International Research Journal of Modernization in Engineering Technology and Science


( Peer-Reviewed, Open Access, Fully Refereed International Journal )
Volume:05/Issue:02/February-2023 Impact Factor- 6.752 www.irjmets.com

A STUDY ON EQUITY DERIVATIVES AND CHALLENGES FACED


BY NEW TRADERS
Tanvir Belim*1, Smit Soni*2, Prof. Sonakshi Sharma*3
*1,2Student, Faculty Of Management Studies, Parul University, Gujrat, India.
*3Guide, Faculty Of Management Studies, Parul University, Gujrat, India.
DOI : https://www.doi.org/10.56726/IRJMETS33671
ABSTRACT
Derivative market plays an important role in the economic development of the country. In this paper we are
taking a study on challenges faced by new traders in equity derivatives. There were several studies conducted
on equity derivatives.
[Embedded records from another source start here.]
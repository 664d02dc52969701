//! Testing utilities for the arena engine.
//!
//! This module provides tools for deterministic battles:
//! - `ScriptedRolls` to pin die results, attack choices and awareness draws
//! - `trained_fighter` to build a fighter with fixed weights and known attacks

use crate::attack::Attack;
use crate::fighter::{Awareness, AwarenessWeights, Fighter};
use crate::rng::{GameRng, RollSource};
use std::collections::VecDeque;
use std::sync::Arc;

/// A random source that returns scripted values in order.
///
/// Each kind of draw has its own queue. When a queue runs dry the draw falls
/// back to a seeded [`GameRng`], so tests only script what they assert on.
#[derive(Debug, Clone)]
pub struct ScriptedRolls {
    rolls: VecDeque<u32>,
    choices: VecDeque<usize>,
    weighted: VecDeque<usize>,
    fallback: GameRng,
}

impl ScriptedRolls {
    pub fn new() -> Self {
        Self::with_fallback_seed(0)
    }

    pub fn with_fallback_seed(seed: u64) -> Self {
        Self {
            rolls: VecDeque::new(),
            choices: VecDeque::new(),
            weighted: VecDeque::new(),
            fallback: GameRng::new(seed),
        }
    }

    /// Queue die results, consumed in roll order.
    pub fn with_rolls(mut self, rolls: impl IntoIterator<Item = u32>) -> Self {
        self.push_rolls(rolls);
        self
    }

    /// Queue attack-selection indices.
    pub fn with_choices(mut self, choices: impl IntoIterator<Item = usize>) -> Self {
        self.choices.extend(choices);
        self
    }

    /// Queue awareness draws.
    pub fn with_awareness(mut self, states: impl IntoIterator<Item = Awareness>) -> Self {
        self.push_awareness(states);
        self
    }

    pub fn push_rolls(&mut self, rolls: impl IntoIterator<Item = u32>) {
        self.rolls.extend(rolls);
    }

    pub fn push_awareness(&mut self, states: impl IntoIterator<Item = Awareness>) {
        let all = Awareness::all();
        self.weighted.extend(
            states
                .into_iter()
                .filter_map(|s| all.iter().position(|a| *a == s)),
        );
    }

    /// Scripted die results not yet consumed.
    pub fn remaining_rolls(&self) -> usize {
        self.rolls.len()
    }
}

impl Default for ScriptedRolls {
    fn default() -> Self {
        Self::new()
    }
}

impl RollSource for ScriptedRolls {
    fn roll_die(&mut self, sides: u32) -> u32 {
        match self.rolls.pop_front() {
            Some(value) => {
                assert!(
                    (1..=sides).contains(&value),
                    "scripted roll {value} does not fit a d{sides}"
                );
                value
            }
            None => self.fallback.roll_die(sides),
        }
    }

    fn choose_index(&mut self, len: usize) -> Option<usize> {
        if len == 0 {
            return None;
        }
        match self.choices.pop_front() {
            Some(index) => {
                assert!(index < len, "scripted choice {index} out of {len}");
                Some(index)
            }
            None => self.fallback.choose_index(len),
        }
    }

    fn weighted_index(&mut self, weights: &[f64]) -> Option<usize> {
        match self.weighted.pop_front() {
            Some(index) if index < weights.len() => Some(index),
            _ => self.fallback.weighted_index(weights),
        }
    }
}

/// A fighter with default weights that already knows `attacks`.
pub fn trained_fighter(name: &str, hit_points: i32, attacks: &[Arc<Attack>]) -> Fighter {
    let mut fighter = Fighter::with_weights(name, hit_points, AwarenessWeights::default());
    for attack in attacks {
        fighter.learn_attack(attack.clone());
    }
    fighter
}
//! Key/value storage backends
//!
//! - Memory: default backend, also used throughout the tests
//! - Postgres: durable JSONB-backed store
//!
//! Keys are slash-delimited resource paths. Writers publish [`KvEvent`]s on a
//! broadcast channel so watch sockets can stream changes.

mod memory;
mod postgres;

pub use memory::MemoryStorage;
pub use postgres::{PostgresConfig, PostgresStorage};

pub use async_trait::async_trait;
use serde::Serialize;
use thiserror::Error;
use tokio::sync::broadcast;

/// Storage errors
#[derive(Debug, Clone, Error)]
pub enum StorageError {
    #[error("database error: {0}")]
    Database(String),

    #[error("not found: {0}")]
    NotFound(String),

    #[error("already exists: {0}")]
    AlreadyExists(String),

    #[error("serialization error: {0}")]
    Serialization(String),
}

/// A change observed on the store
#[derive(Debug, Clone, Serialize)]
pub struct KvEvent {
    pub key: String,
    pub op: KvOp,
    /// Present for `set`, absent for `delete`.
    #[serde(skip_serializing_if = "Option::is_none")]
    pub value: Option<serde_json::Value>,
}

#[derive(Debug, Clone, Copy, PartialEq, Eq, Serialize)]
#[serde(rename_all = "lowercase")]
pub enum KvOp {
    Set,
    Delete,
}

/// Trait for key/value storage
///
/// Each operation is atomic with respect to itself; `set_if_absent` is the
/// atomic insert primitive registration relies on.
#[async_trait]
pub trait Storage: Send + Sync {
    /// Fetch the value at `key`.
    async fn get(&self, key: &str) -> Result<serde_json::Value, StorageError>;

    /// Write `value` at `key`, overwriting any existing value.
    async fn set(&self, key: &str, value: serde_json::Value) -> Result<(), StorageError>;

    /// Write `value` at `key` only if the key does not exist yet.
    async fn set_if_absent(&self, key: &str, value: serde_json::Value)
        -> Result<(), StorageError>;

    /// Remove the value at `key`.
    async fn delete(&self, key: &str) -> Result<(), StorageError>;

    /// All keys starting with `prefix`, sorted.
    async fn keys(&self, prefix: &str) -> Result<Vec<String>, StorageError>;

    /// Subscribe to change events.
    fn watch(&self) -> broadcast::Receiver<KvEvent>;
}
//! User records and credential storage
//!
//! Users live under the `users/` prefix of the auth store, keyed by account
//! name. The stored record carries the password hash; every outbound copy
//! goes through [`User::redacted`] first.

use crate::storage::{Storage, StorageError};
use serde::{Deserialize, Serialize};
use std::fmt;
use std::sync::Arc;
use thiserror::Error;

const USER_PREFIX: &str = "users/";

/// Account role. Stored on the user record; `admin` and `root` bypass the
/// per-path audit rules.
#[derive(Debug, Clone, Copy, PartialEq, Eq, Default, Serialize, Deserialize)]
#[serde(rename_all = "lowercase")]
pub enum Role {
    #[default]
    User,
    Admin,
    Root,
}

impl Role {
    pub fn is_elevated(&self) -> bool {
        matches!(self, Role::Admin | Role::Root)
    }
}

impl fmt::Display for Role {
    fn fmt(&self, f: &mut fmt::Formatter<'_>) -> fmt::Result {
        match self {
            Role::User => write!(f, "user"),
            Role::Admin => write!(f, "admin"),
            Role::Root => write!(f, "root"),
        }
    }
}

/// A registered account
#[derive(Debug, Clone, PartialEq, Eq, Serialize, Deserialize)]
pub struct User {
    pub name: String,
    pub email: String,
    pub phone: String,
    pub account: String,
    /// Password hash at rest; blanked in responses.
    #[serde(default)]
    pub password: String,
    #[serde(default)]
    pub role: Role,
}

impl User {
    /// Copy with the password hash blanked, for response bodies.
    pub fn redacted(&self) -> User {
        User {
            password: String::new(),
            ..self.clone()
        }
    }
}

#[derive(Debug, Error, PartialEq, Eq)]
pub enum ValidationError {
    #[error("new user data incomplete")]
    Incomplete,

    #[error("account can only contain letters, numbers or underscores and must be between 2 and 15 characters")]
    InvalidAccount,

    #[error("password must be between 3 and 88 characters")]
    InvalidPassword,

    #[error("phone can only contain digits, '-' or '_' and must be between 6 and 15 characters")]
    InvalidPhone,

    #[error("invalid email address")]
    InvalidEmail,
}

fn is_account_char(c: char) -> bool {
    c.is_ascii_alphanumeric() || c == '_'
}

pub fn valid_account(s: &str) -> bool {
    (2..=15).contains(&s.chars().count()) && s.chars().all(is_account_char)
}

pub fn valid_phone(s: &str) -> bool {
    (6..=15).contains(&s.chars().count())
        && s.chars().all(|c| c.is_ascii_digit() || c == '-' || c == '_')
}

pub fn valid_email(s: &str) -> bool {
    let Some((local, domain)) = s.split_once('@') else {
        return false;
    };
    if local.is_empty() || domain.is_empty() || domain.contains('@') {
        return false;
    }
    if !local
        .chars()
        .all(|c| c.is_ascii_alphanumeric() || ".!#$%&'*+/=?^_`{|}~-".contains(c))
    {
        return false;
    }
    // Domain: dot-separated labels of letters, digits and inner hyphens.
    domain.split('.').all(|label| {
        !label.is_empty()
            && label.len() <= 63
            && !label.starts_with('-')
            && !label.ends_with('-')
            && label.chars().all(|c| c.is_ascii_alphanumeric() || c == '-')
    })
}

/// Validate a registration payload, reporting the first failing field.
pub fn validate_registration(user: &User) -> Result<(), ValidationError> {
    if user.account.is_empty()
        || user.name.is_empty()
        || user.password.is_empty()
        || user.email.is_empty()
        || user.phone.is_empty()
    {
        return Err(ValidationError::Incomplete);
    }
    if !valid_account(&user.account) {
        return Err(ValidationError::InvalidAccount);
    }
    if !(3..=88).contains(&user.password.chars().count()) {
        return Err(ValidationError::InvalidPassword);
    }
    if !valid_phone(&user.phone) {
        return Err(ValidationError::InvalidPhone);
    }
    if !valid_email(&user.email) {
        return Err(ValidationError::InvalidEmail);
    }
    Ok(())
}

/// User persistence over the abstract key/value store.
#[derive(Clone)]
pub struct CredentialStore {
    store: Arc<dyn Storage>,
}

impl CredentialStore {
    pub fn new(store: Arc<dyn Storage>) -> Self {
        Self { store }
    }

    fn key(account: &str) -> String {
        format!("{}{}", USER_PREFIX, account)
    }

    /// Fetch a user. A record that cannot be decoded counts as not found.
    pub async fn get(&self, account: &str) -> Result<User, StorageError> {
        let value = self.store.get(&Self::key(account)).await?;
        serde_json::from_value(value)
            .map_err(|_| StorageError::NotFound(format!("user {}", account)))
    }

    /// Insert a new user atomically; fails if the account already exists.
    pub async fn insert(&self, user: &User) -> Result<(), StorageError> {
        let value = serde_json::to_value(user)
            .map_err(|e| StorageError::Serialization(e.to_string()))?;
        self.store.set_if_absent(&Self::key(&user.account), value).await
    }

    /// Overwrite a user record unconditionally.
    pub async fn put(&self, user: &User) -> Result<(), StorageError> {
        let value = serde_json::to_value(user)
            .map_err(|e| StorageError::Serialization(e.to_string()))?;
        self.store.set(&Self::key(&user.account), value).await
    }

    pub async fn delete(&self, account: &str) -> Result<(), StorageError> {
        self.store.delete(&Self::key(account)).await
    }

    /// All users, in account order. Undecodable records are skipped.
    pub async fn list(&self) -> Result<Vec<User>, StorageError> {
        let keys = self.store.keys(USER_PREFIX).await?;
        let mut users = Vec::with_capacity(keys.len());
        for key in keys {
            if let Ok(value) = self.store.get(&key).await {
                if let Ok(user) = serde_json::from_value::<User>(value) {
                    users.push(user);
                }
            }
        }
        Ok(users)
    }
}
Here we are focusing on challenges faced by new traders and possible outcomes.
Currently, derivatives have become increasingly popular after COVID-19 pandemic. This has grown with an
extraordinary speed across India and now it can be called as the derivatives resolution. For this research, we
collected primary as well as secondary data and point out the current scenario. This study enables us to get a
clear overview of derivatives market in India. This research gave the new information recent trends.
Keywords: Derivatives, Option, Challenges, Financial Market, India.
I. INTRODUCTION
The investment industry exists to serve its clients. His two main groups of clients are investors and issuers.
Investors are individuals, charities, corporations, banks, collective investment schemes such as pension and
insurance funds, central and local governments, or “supranational institutions” such as the World Bank. The
investment environment is highly dynamic and constantly evolving. But those who take the time to understand
the basic principles and different asset classes will win out in the long run. The first step is learning to
distinguish between different types of investments and where they are on the risk ladder. The investor then has
an investment objective consisting of increasing assets (capital growth) or generating income. Some investors
have only one of these goals, others have both. For example, high-income individuals are likely to have all the
income they need from employment and want to invest extra cash to generate capital appreciation. However,
charities may require the maximum income they can generate from their investments to fund their activities.
Derivative market
Derivatives are one of the most versatile instruments. The word result comes from the word derived. Indicates
that there are no independent values. A product is a contract whose value is derived from the value of another
asset, called an underlying asset, which may be a stock, stock market index, interest rate, commodity, or
currency. Underlying is the identifier of the derivative contract. If the price of the underlying asset changes, the
value of the derivative will also change. Derivatives are meaningless without an underlying asset. For example,
the value of a gold futures contract is derived from the value of the underlying asset. In this example, H. Gold's
off-derivative market price is determined by the spot or spot market price of the underlying gold. The primary
purpose of these tools is to commit prices to future data to reduce the level of financial risk and to provide
protection against future adverse price movements.
II. REVIEW OF LITERATURE
The researcher went through various literatures available on this subject. Numerous books, reports, news
articles, research articles and studies were thoroughly studied. Context to some of the books, articles read and
various websites visited is given below:
Prof. J R Varma Committee Report, submitted to SEBI in October 1998. The Committee was appointed by
SEBI to recommend measures for risk containment in derivatives market in India. The committee enumerated
the risk containment issues that assume importance in the Indian context such as estimation of volatility,
calendar spreads, trader net-worth, margin collection and enforcement, Clearing Corporation, position limits,
legal issues etc. These recommendations were adopted by SEBI to govern the risk management framework for
derivatives market in India.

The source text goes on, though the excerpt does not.